MUMBAI: Kagan Research has forecast that the rich media segment will be the fastest growing component of Internet advertising in the US over the next 10 years.

Rich media integrates multiple elements, such as animation, sound, video and interactive games/tools in a single advertisement. Examples abound such as the screen appearing to fill with water, a moving element that floats, an element that expands, a small live video window and a flashing image.

In a report in Kagan Research interactive ad agency Special Ops Media chairman and Co-CEO Christian Anthony attributes the expected boom to several factors. He notes that there is more standardisation of audience measurement data making rich media buys easier to justify, creatives relentlessly break new ground (thus constantly wowing consumers), and advertisers use such ads as small test labs.

He says, "What our clients love is the detail of the reporting on audience interaction. Thus, the ad itself becomes a kind of microsite to compare interaction rates of various elements."

Interaction rate is the percentage of audience that engages the ad. Given the tracking technology used by websites and ad servers, most consumer activity is monitored, unlike analog media such as broadcast TV where only a small audience sample is actually measured to estimate larger consumer activity.

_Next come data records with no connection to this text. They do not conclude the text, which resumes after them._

//! Dither kernel library.
//!
//! Every strategy the engine supports, resolved once per invocation into a
//! [`DitherMethod`] and dispatched by the grayscale reducer and the color
//! quantizer. No strategy is looked up per pixel.
//!
//! # Strategies
//!
//! - **Bitmap**: plain threshold, no dither
//! - **Error diffusion**: Floyd-Steinberg, Atkinson (75% propagation),
//!   Jarvis-Judice-Ninke, Stucki, serpentine scan
//! - **Ordered**: Bayer 2×2 / 4×4 / 8×8 and clustered-dot 4×4 matrices
//! - **Noise**: uniform random or interleaved-gradient blue noise
//! - **Stretch**: global contrast remap, output stays continuous
//!
//! # Example
//!
//! ```
//! use dither_core::{DiffusionKernel, DitherMethod, DitherSpec};
//!
//! let spec = DitherSpec::new(DitherMethod::from_name("Floyd Steinberg", 0.8, 0.0))
//!     .threshold(140);
//! assert_eq!(
//!     spec.method,
//!     DitherMethod::ErrorDiffusion { kernel: DiffusionKernel::FloydSteinberg, factor: 0.8 }
//! );
//! ```

mod error_buffer;
mod kernel;
mod noise;
mod ordered;
mod scan;
mod stretch;

pub use error_buffer::ErrorBuffer;
pub use kernel::*;
pub use noise::{interleaved_gradient_noise, NoiseKind, NoiseSource, NOISE_AMPLITUDE};
pub use ordered::OrderedMatrix;
pub use scan::ScanOrder;
pub use stretch::ContrastStretch;

/// Default threshold, the midpoint of the 0..=255 scale.
pub const DEFAULT_THRESHOLD: u8 = 128;

/// Default intensity multiplier for diffusion and noise.
pub const DEFAULT_FACTOR: f32 = 1.0;

/// Error diffusion kernel selection.
#[derive(Debug, Clone, Copy, PartialEq, Eq, Default)]
pub enum DiffusionKernel {
    #[default]
    FloydSteinberg,
    /// 75% propagation, lighter output.
    Atkinson,
    JarvisJudiceNinke,
    Stucki,
}

impl DiffusionKernel {
    /// Weight table for this kernel.
    pub fn kernel(self) -> &'static Kernel {
        match self {
            DiffusionKernel::FloydSteinberg => &FLOYD_STEINBERG,
            DiffusionKernel::Atkinson => &ATKINSON,
            DiffusionKernel::JarvisJudiceNinke => &JARVIS_JUDICE_NINKE,
            DiffusionKernel::Stucki => &STUCKI,
        }
    }

    pub fn name(self) -> &'static str {
        match self {
            DiffusionKernel::FloydSteinberg => "floyd-steinberg",
            DiffusionKernel::Atkinson => "atkinson",
            DiffusionKernel::JarvisJudiceNinke => "jarvis",
            DiffusionKernel::Stucki => "stucki",
        }
    }
}

/// Dither strategy, resolved once per invocation.
#[derive(Debug, Clone, Copy, PartialEq, Default)]
pub enum DitherMethod {
    /// Plain threshold (grayscale) or nearest color (quantizer).
    #[default]
    Bitmap,
    ErrorDiffusion {
        kernel: DiffusionKernel,
        /// Multiplier on the injected error, typically 0.1..=2.0.
        factor: f32,
    },
    Ordered {
        matrix: OrderedMatrix,
    },
    Noise {
        kind: NoiseKind,
        factor: f32,
    },
    /// Contrast stretch by `amount` percent.
    Stretch {
        amount: f32,
    },
}

impl DitherMethod {
    /// Resolve a user-facing strategy name.
    ///
    /// Matching ignores case and any non-alphanumeric separators, so
    /// `"Floyd-Steinberg"`, `"floyd_steinberg"` and `"floydsteinberg"` are
    /// the same. Unknown names fall back to [`DitherMethod::Bitmap`].
    pub fn from_name(name: &str, factor: f32, stretch: f32) -> Self {
        let key: String = name
            .chars()
            .filter(|c| c.is_ascii_alphanumeric())
            .map(|c| c.to_ascii_lowercase())
            .collect();

        let diffusion = |kernel| DitherMethod::ErrorDiffusion { kernel, factor };
        let ordered = |matrix| DitherMethod::Ordered { matrix };

        match key.as_str() {
            "" | "none" | "bitmap" | "threshold" => DitherMethod::Bitmap,
            "floydsteinberg" | "floyd" | "fs" => diffusion(DiffusionKernel::FloydSteinberg),
            "atkinson" => diffusion(DiffusionKernel::Atkinson),
            "jarvis" | "jjn" | "jarvisjudiceninke" => diffusion(DiffusionKernel::JarvisJudiceNinke),
            "stucki" => diffusion(DiffusionKernel::Stucki),
            "bayer2" | "bayer2x2" => ordered(OrderedMatrix::Bayer2),
            "bayer" | "bayer4" | "bayer4x4" | "ordered" => ordered(OrderedMatrix::Bayer4),
            "bayer8" | "bayer8x8" => ordered(OrderedMatrix::Bayer8),
            "clustered" | "clustered4" | "clustered4x4" | "clustereddot" | "halftone" => {
                ordered(OrderedMatrix::Clustered4)
            }
            "random" | "noise" | "whitenoise" => DitherMethod::Noise {
                kind: NoiseKind::Random,
                factor,
            },
            "bluenoise" | "blue" | "ign" => DitherMethod::Noise {
                kind: NoiseKind::BlueNoise,
                factor,
            },
            "stretch" | "contrast" | "contraststretch" => DitherMethod::Stretch { amount: stretch },
            _ => {
                tracing::warn!(method = name, "unknown dither method, using bitmap");
                DitherMethod::Bitmap
            }
        }
    }

    /// Canonical name, accepted by [`DitherMethod::from_name`].
    pub fn name(&self) -> &'static str {
        match self {
            DitherMethod::Bitmap => "bitmap",
            DitherMethod::ErrorDiffusion { kernel, .. } => kernel.name(),
            DitherMethod::Ordered { matrix } => matrix.name(),
            DitherMethod::Noise {
                kind: NoiseKind::Random,
                ..
            } => "random",
            DitherMethod::Noise {
                kind: NoiseKind::BlueNoise,
                ..
            } => "blue-noise",
            DitherMethod::Stretch { .. } => "stretch",
        }
    }

    /// Scan order the strategy needs: serpentine for diffusion, raster for
    /// everything else.
    pub fn scan_order(&self) -> ScanOrder {
        match self {
            DitherMethod::ErrorDiffusion { .. } => ScanOrder::Serpentine,
            _ => ScanOrder::Raster,
        }
    }
}

/// Dither configuration for one transform.
///
/// # Defaults
///
/// - method: [`DitherMethod::Bitmap`]
/// - threshold: 128
/// - seed: none (random noise is not reproducible)
#[derive(Debug, Clone, Copy, PartialEq)]
pub struct DitherSpec {
    pub method: DitherMethod,
    /// Cutoff for threshold-based strategies, 0..=255.
    pub threshold: u8,
    /// Fixes the random source for [`NoiseKind::Random`].
    pub seed: Option<u64>,
}

impl Default for DitherSpec {
    fn default() -> Self {
        Self {
            method: DitherMethod::Bitmap,
            threshold: DEFAULT_THRESHOLD,
            seed: None,
        }
    }
}

impl DitherSpec {
    #[inline]
    pub fn new(method: DitherMethod) -> Self {
        Self {
            method,
            ..Self::default()
        }
    }

    #[inline]
    pub fn threshold(mut self, threshold: u8) -> Self {
        self.threshold = threshold;
        self
    }

    #[inline]
    pub fn seed(mut self, seed: Option<u64>) -> Self {
        self.seed = seed;
        self
    }

    /// Threshold-derived bias for ordered dithering, `128 − threshold`.
    #[inline]
    pub fn bias(&self) -> f32 {
        DEFAULT_THRESHOLD as f32 - self.threshold as f32
    }
}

Thus, the rich media granular detail includes how much time consumers engage an ad, engagement levels at different parts of the day, length of time spent viewing an integrated video short film and so forth. The flashy rich media ads can be used for building general brand awareness, for commerce such as couponing using the interactivity or can use both in the same ad.

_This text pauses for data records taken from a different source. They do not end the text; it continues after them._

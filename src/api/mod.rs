pub mod transform;

pub use transform::{
    handle_dither, handle_palette, handle_quantize, AutoPaletteParams, DitherParams,
    DitherRequest, ImageData, ImageResponse, JobParams, PaletteColor, PaletteRequest,
    PaletteResponse, QuantizeRequest,
};
pub use transform::{__path_handle_dither, __path_handle_palette, __path_handle_quantize};
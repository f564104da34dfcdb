//! Result of a pixel transform.

use super::pixel_buffer::PixelBuffer;
use crate::histogram::PixelHistogram;

/// A transformed buffer plus the histogram of its opaque output colors.
#[derive(Debug, Clone, PartialEq)]
pub struct TransformOutput {
    pub buffer: PixelBuffer,
    pub histogram: PixelHistogram,
}

impl TransformOutput {
    /// Pair a finished buffer with its histogram, computed here so the two
    /// can never disagree.
    pub fn new(buffer: PixelBuffer) -> Self {
        let histogram = PixelHistogram::from_rgba(buffer.as_bytes());
        Self { buffer, histogram }
    }

    #[inline]
    pub fn width(&self) -> u32 {
        self.buffer.width()
    }

    #[inline]
    pub fn height(&self) -> u32 {
        self.buffer.height()
    }
}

Kagan forecasts that rich media—a $1 billion plus category in 2005—will climb at a 16 per cent compound annual growth rate from 2006-2015. The second fastest growing category going forward is search ads in Google and other search engines.

Anthony also notes that rich ads command higher ad rates than static display ads (such as banners). For example, a website might charge a $5 cost per thousand (CPM) audience delivered for a position with a display ad, but a similar piece of website real estate is priced at a premium $12.50 CPM if allocated to rich media.

When going head-to-head, the performance and interactivity associated with rich media exceeds that generated via display ads—another reason for the high rich media growth rate.